==== INPUT MATERIAL ====

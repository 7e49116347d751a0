//! Presentation model. Front-ends render a `ViewState` snapshot and never
//! reach into the controller's internals.

use crate::core::state::CharacterRecord;

pub const CATALOG_ERROR_NOTICE: &str =
    "Error: Could not load book index data. (Check JSON contents or console for details)";
pub const NOT_INDEXED_NOTICE: &str = "Content for this book is not yet available or indexed.";

#[derive(Debug, Clone, Copy, PartialEq, Eq, Default)]
pub enum StartPhase {
    #[default]
    Visible,
    FadingOut,
    Hidden,
}

#[derive(Debug, Clone, PartialEq)]
pub struct SidebarItem {
    pub id: String,
    pub title: String,
    pub active: bool,
}

#[derive(Debug, Clone, Copy, PartialEq, Eq)]
pub enum NoticeKind {
    Error,
    Info,
}

#[derive(Debug, Clone, PartialEq)]
pub struct CharacterIcon {
    pub id: String,
    pub label: String,
    pub icon_path: String,
    pub active: bool,
}

#[derive(Debug, Clone, PartialEq, Default)]
pub enum CharacterBar {
    #[default]
    Empty,
    Notice { kind: NoticeKind, text: String },
    Icons(Vec<CharacterIcon>),
}

impl CharacterBar {
    pub fn icons(&self) -> &[CharacterIcon] {
        match self {
            CharacterBar::Icons(icons) => icons,
            _ => &[],
        }
    }

    pub fn active_icon(&self) -> Option<&CharacterIcon> {
        self.icons().iter().find(|icon| icon.active)
    }

    pub(crate) fn set_active(&mut self, character: &str) {
        if let CharacterBar::Icons(icons) = self {
            for icon in icons.iter_mut() {
                icon.active = icon.id == character;
            }
        }
    }
}

#[derive(Debug, Clone, PartialEq)]
pub struct DetailPane {
    pub portrait: Option<String>,
    pub portrait_visible: bool,
    pub name: String,
    pub voice_credit: String,
    pub description: String,
    pub quote: String,
}

impl Default for DetailPane {
    fn default() -> Self {
        Self {
            portrait: None,
            portrait_visible: true,
            name: String::new(),
            voice_credit: String::new(),
            description: String::new(),
            quote: String::new(),
        }
    }
}

impl DetailPane {
    pub fn is_blank(&self) -> bool {
        self.portrait.is_none()
            && self.name.is_empty()
            && self.voice_credit.is_empty()
            && self.description.is_empty()
            && self.quote.is_empty()
    }

    pub(crate) fn show(&mut self, record: &CharacterRecord, portrait: String) {
        self.portrait = Some(portrait);
        self.name = record.name.clone();
        self.voice_credit = record.voice_credit.clone();
        self.description = record.description.clone();
        self.quote = record.quote.clone();
        self.portrait_visible = true;
    }

    pub(crate) fn clear(&mut self) {
        *self = Self::default();
    }
}

#[derive(Debug, Clone, PartialEq, Default)]
pub struct ViewState {
    pub start: StartPhase,
    pub start_ready: bool,
    pub app_visible: bool,
    pub sidebar: Vec<SidebarItem>,
    pub character_bar: CharacterBar,
    pub detail: DetailPane,
}

impl ViewState {
    pub fn active_book(&self) -> Option<&str> {
        self.sidebar
            .iter()
            .find(|item| item.active)
            .map(|item| item.id.as_str())
    }

    pub(crate) fn set_active_book(&mut self, book: &str) {
        for item in self.sidebar.iter_mut() {
            item.active = item.id == book;
        }
    }
}

#[cfg(test)]
mod tests {
    use super::*;

    fn icon(id: &str) -> CharacterIcon {
        CharacterIcon {
            id: id.to_string(),
            label: id.to_string(),
            icon_path: format!("data/B/{}.png", id),
            active: false,
        }
    }

    #[test]
    fn test_set_active_marks_single_icon() {
        let mut bar = CharacterBar::Icons(vec![icon("alice"), icon("bob")]);
        bar.set_active("bob");
        assert_eq!(bar.active_icon().map(|i| i.id.as_str()), Some("bob"));
        bar.set_active("alice");
        assert_eq!(bar.icons().iter().filter(|i| i.active).count(), 1);
        bar.set_active("nobody");
        assert!(bar.active_icon().is_none());
    }

    #[test]
    fn test_notice_bar_has_no_icons() {
        let mut bar = CharacterBar::Notice {
            kind: NoticeKind::Info,
            text: NOT_INDEXED_NOTICE.to_string(),
        };
        bar.set_active("alice");
        assert!(bar.icons().is_empty());
    }

    #[test]
    fn test_detail_show_and_clear() {
        let mut detail = DetailPane::default();
        assert!(detail.is_blank());

        detail.portrait_visible = false;
        let record = CharacterRecord {
            name: "Alice".to_string(),
            ..Default::default()
        };
        detail.show(&record, "data/B/alice_large.png".to_string());
        assert!(detail.portrait_visible);
        assert!(!detail.is_blank());

        detail.clear();
        assert!(detail.is_blank());
    }
}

====

**ACTION ITEM**
Repeat the line that contains "let mut detail", then every line after it until the records end, with nothing added.

**ANSWER TO THE EXERCISE**
        let mut detail = DetailPane::default();
        assert!(detail.is_blank());

        detail.portrait_visible = false;
        let record = CharacterRecord {
            name: "Alice".to_string(),
            ..Default::default()
        };
        detail.show(&record, "data/B/alice_large.png".to_string());
        assert!(detail.portrait_visible);
        assert!(!detail.is_blank());

        detail.clear();
        assert!(detail.is_blank());
    }
}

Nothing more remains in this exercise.